Journal of Privacy and Confidentiality


A major obstacle that hinders medical and social research is the lack of reliable data due to people's reluctance to reveal private information to strangers. Fortunately, statistical inference always targets a well-defined population rather than a particular individual subject and, in many current applications, data can be collected using a web-based system or other mobile devices. These two characteristics enable us to develop a data collection method, called triple matrix-masking (TM$^2$), which offers strong privacy protection with an immediate matrix transformation so that even the researchers cannot see the data, and then further uses matrix transformations to guarantee that the data will still be analyzable by standard statistical methods.

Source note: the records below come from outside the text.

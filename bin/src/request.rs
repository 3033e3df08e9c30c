//! JSON request files accepted by the CLI.

use anyhow::{Context, Result, bail};
use chrono::NaiveDate;
use fd_valuation::{
    BetaEstimate, CapitalStructureInput, CostOfCapitalInputs, CreditSpreadTable, FinancialSeries,
    ProjectionMode, ScenarioSet, ValuationInputs, capital::BetaRegressionConfig,
    compute_historical_metrics, estimate_beta, historical::QuarterlyRevenue, ltm_revenue, net_debt,
    project, projection_dates,
};
use serde::{Deserialize, de::DeserializeOwned};
use std::{fs, path::Path};

/// Read and parse a JSON request file.
pub(crate) fn read_request<T: DeserializeOwned>(path: &Path) -> Result<T> {
    tracing::debug!(path = %path.display(), "reading request");
    let contents =
        fs::read_to_string(path).with_context(|| format!("failed to read {}", path.display()))?;
    serde_json::from_str(&contents).with_context(|| format!("failed to parse {}", path.display()))
}

/// Beta given directly or estimated from prices.
#[derive(Debug, Deserialize)]
#[serde(untagged)]
enum BetaSource {
    Estimate(BetaEstimate),
    Regression {
        stock_prices: Vec<f64>,
        index_prices: Vec<f64>,
        /// Risk-free rate per return period
        #[serde(default)]
        period_risk_free_rate: f64,
        #[serde(default)]
        config: BetaRegressionConfig,
    },
}

impl BetaSource {
    fn resolve(&self) -> Result<BetaEstimate> {
        match self {
            Self::Estimate(estimate) => {
                estimate.validate()?;
                Ok(*estimate)
            }
            Self::Regression {
                stock_prices,
                index_prices,
                period_risk_free_rate,
                config,
            } => estimate_beta(stock_prices, index_prices, *period_risk_free_rate, config)
                .context("beta regression failed"),
        }
    }
}

/// Request for the `wacc` subcommand.
#[derive(Debug, Deserialize)]
pub(crate) struct WaccRequest {
    pub(crate) capital_structure: CapitalStructureInput,
    risk_free_rate: f64,
    equity_risk_premium: f64,
    marginal_tax_rate: f64,
    beta: BetaSource,
    /// Rating label; takes precedence over `interest_coverage`
    credit_rating: Option<String>,
    interest_coverage: Option<f64>,
}

impl WaccRequest {
    /// Resolve beta and the credit rating into cost of capital inputs.
    pub(crate) fn cost_of_capital_inputs(&self) -> Result<CostOfCapitalInputs> {
        let credit_rating = match (&self.credit_rating, self.interest_coverage) {
            (Some(rating), _) => rating.clone(),
            (None, Some(coverage)) => CreditSpreadTable::rating_for_interest_coverage(coverage)?
                .rating
                .to_string(),
            (None, None) => bail!("request needs either credit_rating or interest_coverage"),
        };

        Ok(CostOfCapitalInputs {
            risk_free_rate: self.risk_free_rate,
            beta: self.beta.resolve()?,
            equity_risk_premium: self.equity_risk_premium,
            credit_rating,
            marginal_tax_rate: self.marginal_tax_rate,
        })
    }
}

/// Request for the `value` subcommand.
#[derive(Debug, Deserialize)]
pub(crate) struct ValueRequest {
    /// Base-year revenue; falls back to LTM revenue from `quarterly_revenue`
    starting_revenue: Option<f64>,
    #[serde(default)]
    quarterly_revenue: Vec<QuarterlyRevenue>,
    /// Explicit assumptions; falls back to flat historical averages of `history`
    projection: Option<ProjectionMode>,
    history: Option<FinancialSeries>,
    years: usize,
    wacc: ScenarioSet<f64>,
    terminal_growth_rate: f64,
    tax_rate: f64,
    #[serde(default)]
    total_debt: f64,
    #[serde(default)]
    total_cash: f64,
    shares_outstanding: f64,
    current_price: Option<f64>,
    last_period_end: Option<NaiveDate>,
}

/// Resolved valuation inputs with the reporting extras.
#[derive(Debug)]
pub(crate) struct ValuationPlan {
    pub(crate) inputs: ValuationInputs,
    pub(crate) dates: Option<Vec<NaiveDate>>,
    pub(crate) current_price: Option<f64>,
}

impl ValueRequest {
    /// Build the projection and the valuation inputs.
    pub(crate) fn plan(&self) -> Result<ValuationPlan> {
        let ltm = match self.quarterly_revenue.as_slice() {
            [] => None,
            quarters => Some(ltm_revenue(quarters)?),
        };
        let starting_revenue = match (self.starting_revenue, ltm) {
            (Some(revenue), _) => revenue,
            (None, Some(ltm)) => ltm.revenue,
            (None, None) => bail!("request needs either starting_revenue or quarterly_revenue"),
        };

        let mode = match (&self.projection, &self.history) {
            (Some(mode), _) => mode.clone(),
            (None, Some(history)) => {
                let averages = compute_historical_metrics(history)?.averages();
                ProjectionMode::from_averages(&averages)
                    .context("historical averages cannot seed the projection")?
            }
            (None, None) => bail!("request needs either projection or history"),
        };
        let assumptions = project(starting_revenue, &mode, self.years)?;

        // The forecast starts after the base period: explicit date, then LTM, then history.
        let last_period_end = self
            .last_period_end
            .or(ltm.map(|ltm| ltm.period_end))
            .or_else(|| self.history.as_ref().map(|h| h.latest().period_end));
        let dates = last_period_end
            .map(|end| projection_dates(end, self.years))
            .transpose()?;

        Ok(ValuationPlan {
            inputs: ValuationInputs {
                starting_revenue,
                assumptions,
                wacc: self.wacc,
                terminal_growth_rate: self.terminal_growth_rate,
                tax_rate: self.tax_rate,
                net_debt: net_debt(self.total_debt, self.total_cash),
                shares_outstanding: self.shares_outstanding,
            },
            dates,
            current_price: self.current_price,
        })
    }
}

The entities involved in the proposed process are a masking service provider who receives the initially masked data and then applies another mask, and the data collectors who partially decrypt the now doubly masked data and then apply a third mask before releasing the data to the public. A critical feature of the method is that the keys to generate the matrices are held separately. This ensures that nobody sees the actual data, but because of the specially designed transformations, statistical inference on parameters of interest can be conducted with the same results as if the original data were used. Hence the TM$^2$ method hides sensitive data with no efficiency loss for statistical inference of binary and normal data, which improves over Warner's randomized response technique. In addition, we add several features to the proposed procedure: an error checking mechanism is built into the data collection process in order to make sure that the masked data used for analysis are an appropriate transformation of the original data; and a partial masking technique is introduced to grant data users access to non-sensitive personal information while sensitive information remains hidden.